Dans le document Médecins là-bas, infirmier-ère-s ici (Page 73-76)

7.5.1 Un projet professionnel de l’un-e peut-il être un projet de couple ?

Fathia attend un enfant lors de son stage d’observation à l’hôpital quelques mois après son arrivée en France en 2005; cette grossesse va interrompre le stage. Elle accouche de sa fille et le couple s’installe. Quand sa fille a six mois, elle tente une première fois le concours pour reprendre les études médicales, elle échoue. Elle travaille alors comme aide-soignante, elle a un deuxième enfant en 2007 et se marie en 2008. Elle a un troisième enfant en 2010. Dans l’optique du projet médical et en vue d’obtenir une place à la crèche pour son dernier enfant, elle tente à nouveau le concours mais en choisissant l’orientation de sage-femme car le parcours de formation est plus court. Elle échoue et décide alors de renoncer à ce projet et de s’orienter vers la profession infirmière. Quand elle en parle, il ressort qu’elle est en charge des tâches domestiques à la maison ; c’est une répartition traditionnelle et genrée qui assigne la charge de l’entretien de la maison et du soin des enfants à la femme. Et la reprise d’études apporte une contrainte supplémentaire dans l’organisation et la gestion de ces taches. Parmi celles-ci, celles du respect des horaires scolaires en début et en fin de journée et la moindre disponibilité le soir vis-à-vis des enfants. Face à l’idée que Fathia se fait de son rôle de mère, elle culpabilise de sa moindre disponibilité. Nous sommes là face à une construction sociale des rapports sociaux de sexe, de genre avec une assignation binaire et hiérarchisée des rôles, activités, et dispositions de la féminité et de la masculinité.
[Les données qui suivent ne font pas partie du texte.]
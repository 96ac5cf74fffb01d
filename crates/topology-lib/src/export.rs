//! Topology export
//!
//! Converts a [`PipelineOutcome`] into the JSON documents handed to
//! dashboards and other downstream consumers.

use crate::models::{CapacityReport, CellId};
use crate::pipeline::{PipelineOutcome, RunStatus};
use crate::stats::round3;
use anyhow::{Context, Result};
use chrono::{SecondsFormat, Utc};
use serde::Serialize;
use std::path::{Path, PathBuf};
use tracing::info;

pub const TOPOLOGY_FILE: &str = "topology.json";
pub const CELL_TO_LINK_FILE: &str = "cell_to_link.json";
pub const FINGERPRINTS_FILE: &str = "fingerprints.json";
pub const SIMILARITY_FILE: &str = "similarity_matrix.json";

/// One link entry of the export document
#[derive(Debug, Clone, Serialize)]
pub struct ExportedLink {
    pub id: String,
    pub cells: Vec<CellId>,
    pub confidence: f64,
    pub capacity: CapacityReport,
}

/// Export document describing an inferred topology
#[derive(Debug, Clone, Serialize)]
pub struct TopologyExport {
    pub generated_at: String,
    pub dataset: String,
    pub status: RunStatus,
    pub threshold: f64,
    pub cell_count: usize,
    #[serde(skip_serializing_if = "Option::is_none")]
    pub capacity_model: Option<String>,
    pub links: Vec<ExportedLink>,
    pub warnings: Vec<String>,
}

impl TopologyExport {
    pub fn from_outcome(outcome: &PipelineOutcome) -> Self {
        let links = outcome
            .links
            .iter()
            .map(|(label, cells)| ExportedLink {
                id: label.to_string(),
                cells: cells.clone(),
                confidence: round3(outcome.confidences.get(label).copied().unwrap_or(0.0)),
                capacity: outcome
                    .capacity
                    .get(label)
                    .cloned()
                    .unwrap_or_else(CapacityReport::empty),
            })
            .collect();

        Self {
            generated_at: Utc::now().to_rfc3339_opts(SecondsFormat::Micros, true),
            dataset: outcome.dataset.clone(),
            status: outcome.status,
            threshold: outcome.threshold,
            cell_count: outcome.cell_count,
            capacity_model: outcome.capacity_model.clone(),
            links,
            warnings: outcome.warnings.clone(),
        }
    }
}

/// Write every export artifact into `dir`, creating it if needed
///
/// Returns the paths written, in write order.
pub fn write_artifacts(outcome: &PipelineOutcome, dir: &Path) -> Result<Vec<PathBuf>> {
    std::fs::create_dir_all(dir)
        .with_context(|| format!("Failed to create output directory {}", dir.display()))?;

    let mut written = Vec::new();
    write_json(dir, TOPOLOGY_FILE, &TopologyExport::from_outcome(outcome), &mut written)?;
    write_json(dir, CELL_TO_LINK_FILE, &outcome.links, &mut written)?;
    write_json(dir, FINGERPRINTS_FILE, &outcome.fingerprints, &mut written)?;
    if let Some(matrix) = &outcome.similarity {
        write_json(dir, SIMILARITY_FILE, matrix, &mut written)?;
    }

    info!(
        event = "artifacts_written",
        dir = %dir.display(),
        files = written.len(),
        "Wrote topology artifacts"
    );
    Ok(written)
}

fn write_json<T: Serialize>(
    dir: &Path,
    name: &str,
    value: &T,
    written: &mut Vec<PathBuf>,
) -> Result<()> {
    let path = dir.join(name);
    let content = serde_json::to_string_pretty(value)
        .with_context(|| format!("Failed to serialize {}", name))?;
    std::fs::write(&path, content)
        .with_context(|| format!("Failed to write {}", path.display()))?;
    written.push(path);
    Ok(())
}
//! Sanity checks on inferred links

use crate::models::LinkMap;

/// Flags structurally suspicious link groups
#[derive(Debug, Clone, Default)]
pub struct LinkValidator;

impl LinkValidator {
    pub fn new() -> Self {
        Self
    }

    /// One warning per single-cell link, in link order
    pub fn validate(&self, links: &LinkMap) -> Vec<String> {
        links
            .iter()
            .filter(|(_, cells)| cells.len() == 1)
            .map(|(label, _)| format!("{} has only one cell (low confidence group)", label))
            .collect()
    }
}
Là où se situe la mise à l’épreuve du couple c’est dans la non adhésion du conjoint au projet de reprise d’études. Il faut noter que la temporalité de la reprise d’études est sur un temps long (5 ans) et que cela impacte sur les capacités de chacun de se situer et de se projeter ainsi. Le mari de Fathia était infirmier en Algérie, il est aide-soignant en maison de retraite en France et travaille la nuit. Travailler en maison de retraite confère peu de prestige social comparé à un autre type d’exercice professionnel. De plus, le travail de nuit est déjà porteur en lui de contraintes importantes comme celles de lutter contre la baisse de vigilance et de se trouver décalé-e avec la réalité du jour. En même temps, la nuit au sens propre et au sens figuré, invisibilise l’activité qui s’y déroule aux yeux des travailleur-e-s du jour.

Par ailleurs, dans la hiérarchie sociale des professions de santé, le couple occupe celle d’aide- soignant-e, la position la plus basse. Pour eux deux, cela ne correspond pas à leurs qualifications mais le déclassement social est moindre pour le conjoint que pour la conjointe. Dans cette aspiration à se rapprocher de son diplôme d’origine, Fathia induit peut-être une forme de résistance de son conjoint à ce projet qui va faire émerger un fossé entre des positions sociales dans un même milieu professionnel. La perte pour l’homme, dans un schéma hétérosexuel de domination masculine, d’une perte de son pouvoir lié à la position sociale peut faire naitre chez celui-ci une certaine déstabilisation. Dans ce couple, la migration a par ailleurs produit chez chacun-e un phénomène de déclassement social dans un environnement professionnel commun ; ce qui croisé avec les rapports sociaux de sexe, de genre de l’hétérosexualité normative constitue une matrice complexe de positions sociales, intimes, professionnelles.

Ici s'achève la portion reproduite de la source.